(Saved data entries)
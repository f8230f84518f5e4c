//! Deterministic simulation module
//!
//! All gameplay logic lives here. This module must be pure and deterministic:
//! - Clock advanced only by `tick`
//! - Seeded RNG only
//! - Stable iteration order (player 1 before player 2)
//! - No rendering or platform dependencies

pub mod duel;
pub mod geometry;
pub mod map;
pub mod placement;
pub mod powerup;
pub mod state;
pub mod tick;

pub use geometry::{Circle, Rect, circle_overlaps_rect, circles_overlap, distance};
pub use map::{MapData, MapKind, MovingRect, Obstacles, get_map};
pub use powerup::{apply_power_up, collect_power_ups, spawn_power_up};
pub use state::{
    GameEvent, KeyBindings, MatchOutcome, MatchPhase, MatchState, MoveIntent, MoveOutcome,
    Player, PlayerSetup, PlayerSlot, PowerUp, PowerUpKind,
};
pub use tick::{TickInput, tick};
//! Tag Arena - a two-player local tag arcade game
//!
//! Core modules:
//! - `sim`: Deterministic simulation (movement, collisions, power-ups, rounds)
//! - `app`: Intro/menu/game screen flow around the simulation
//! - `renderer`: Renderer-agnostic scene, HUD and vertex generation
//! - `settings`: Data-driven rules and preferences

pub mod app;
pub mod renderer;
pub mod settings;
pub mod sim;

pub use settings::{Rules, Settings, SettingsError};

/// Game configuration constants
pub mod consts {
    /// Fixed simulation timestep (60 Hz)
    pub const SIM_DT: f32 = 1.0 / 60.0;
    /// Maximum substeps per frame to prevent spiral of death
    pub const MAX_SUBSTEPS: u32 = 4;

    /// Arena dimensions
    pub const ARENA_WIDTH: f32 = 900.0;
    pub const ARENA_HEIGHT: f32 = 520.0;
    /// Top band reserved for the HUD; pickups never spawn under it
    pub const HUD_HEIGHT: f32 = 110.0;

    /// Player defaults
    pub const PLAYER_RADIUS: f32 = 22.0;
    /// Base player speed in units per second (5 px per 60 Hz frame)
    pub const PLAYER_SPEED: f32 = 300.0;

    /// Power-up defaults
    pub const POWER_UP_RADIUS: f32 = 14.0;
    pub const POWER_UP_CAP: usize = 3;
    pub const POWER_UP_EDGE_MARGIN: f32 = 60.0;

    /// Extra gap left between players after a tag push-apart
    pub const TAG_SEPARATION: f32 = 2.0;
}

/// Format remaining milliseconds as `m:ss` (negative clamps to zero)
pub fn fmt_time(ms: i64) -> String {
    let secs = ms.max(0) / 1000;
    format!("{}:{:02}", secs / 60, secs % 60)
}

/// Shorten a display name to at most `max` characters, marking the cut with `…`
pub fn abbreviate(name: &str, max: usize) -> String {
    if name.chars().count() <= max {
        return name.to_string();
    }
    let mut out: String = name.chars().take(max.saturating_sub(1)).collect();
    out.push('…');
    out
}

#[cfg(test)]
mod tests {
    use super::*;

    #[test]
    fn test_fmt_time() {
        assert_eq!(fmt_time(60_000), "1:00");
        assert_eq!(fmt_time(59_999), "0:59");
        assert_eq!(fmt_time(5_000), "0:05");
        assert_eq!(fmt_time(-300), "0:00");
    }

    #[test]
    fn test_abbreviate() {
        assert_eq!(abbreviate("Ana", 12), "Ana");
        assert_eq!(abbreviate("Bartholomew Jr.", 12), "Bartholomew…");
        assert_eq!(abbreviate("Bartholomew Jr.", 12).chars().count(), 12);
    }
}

■ **Assignment**:
Copy each line of the entries exactly.

■ **Answer section**:
repository f8230f84518f5e4c
//! Deterministic simulation module
//!
//! All gameplay logic lives here. This module must be pure and deterministic:
//! - Clock advanced only by `tick`
//! - Seeded RNG only
//! - Stable iteration order (player 1 before player 2)
//! - No rendering or platform dependencies

pub mod duel;
pub mod geometry;
pub mod map;
pub mod placement;
pub mod powerup;
pub mod state;
pub mod tick;

pub use geometry::{Circle, Rect, circle_overlaps_rect, circles_overlap, distance};
pub use map::{MapData, MapKind, MovingRect, Obstacles, get_map};
pub use powerup::{apply_power_up, collect_power_ups, spawn_power_up};
pub use state::{
    GameEvent, KeyBindings, MatchOutcome, MatchPhase, MatchState, MoveIntent, MoveOutcome,
    Player, PlayerSetup, PlayerSlot, PowerUp, PowerUpKind,
};
pub use tick::{TickInput, tick};
//! Tag Arena - a two-player local tag arcade game
//!
//! Core modules:
//! - `sim`: Deterministic simulation (movement, collisions, power-ups, rounds)
//! - `app`: Intro/menu/game screen flow around the simulation
//! - `renderer`: Renderer-agnostic scene, HUD and vertex generation
//! - `settings`: Data-driven rules and preferences

pub mod app;
pub mod renderer;
pub mod settings;
pub mod sim;

pub use settings::{Rules, Settings, SettingsError};

/// Game configuration constants
pub mod consts {
    /// Fixed simulation timestep (60 Hz)
    pub const SIM_DT: f32 = 1.0 / 60.0;
    /// Maximum substeps per frame to prevent spiral of death
    pub const MAX_SUBSTEPS: u32 = 4;

    /// Arena dimensions
    pub const ARENA_WIDTH: f32 = 900.0;
    pub const ARENA_HEIGHT: f32 = 520.0;
    /// Top band reserved for the HUD; pickups never spawn under it
    pub const HUD_HEIGHT: f32 = 110.0;

    /// Player defaults
    pub const PLAYER_RADIUS: f32 = 22.0;
    /// Base player speed in units per second (5 px per 60 Hz frame)
    pub const PLAYER_SPEED: f32 = 300.0;

    /// Power-up defaults
    pub const POWER_UP_RADIUS: f32 = 14.0;
    pub const POWER_UP_CAP: usize = 3;
    pub const POWER_UP_EDGE_MARGIN: f32 = 60.0;

    /// Extra gap left between players after a tag push-apart
    pub const TAG_SEPARATION: f32 = 2.0;
}

/// Format remaining milliseconds as `m:ss` (negative clamps to zero)
pub fn fmt_time(ms: i64) -> String {
    let secs = ms.max(0) / 1000;
    format!("{}:{:02}", secs / 60, secs % 60)
}

/// Shorten a display name to at most `max` characters, marking the cut with `…`
pub fn abbreviate(name: &str, max: usize) -> String {
    if name.chars().count() <= max {
        return name.to_string();
    }
    let mut out: String = name.chars().take(max.saturating_sub(1)).collect();
    out.push('…');
    out
}

#[cfg(test)]
mod tests {
    use super::*;

    #[test]
    fn test_fmt_time() {
        assert_eq!(fmt_time(60_000), "1:00");
        assert_eq!(fmt_time(59_999), "0:59");
        assert_eq!(fmt_time(5_000), "0:05");
        assert_eq!(fmt_time(-300), "0:00");
    }

    #[test]
    fn test_abbreviate() {
        assert_eq!(abbreviate("Ana", 12), "Ana");
        assert_eq!(abbreviate("Bartholomew Jr.", 12), "Bartholomew…");
        assert_eq!(abbreviate("Bartholomew Jr.", 12).chars().count(), 12);
    }
}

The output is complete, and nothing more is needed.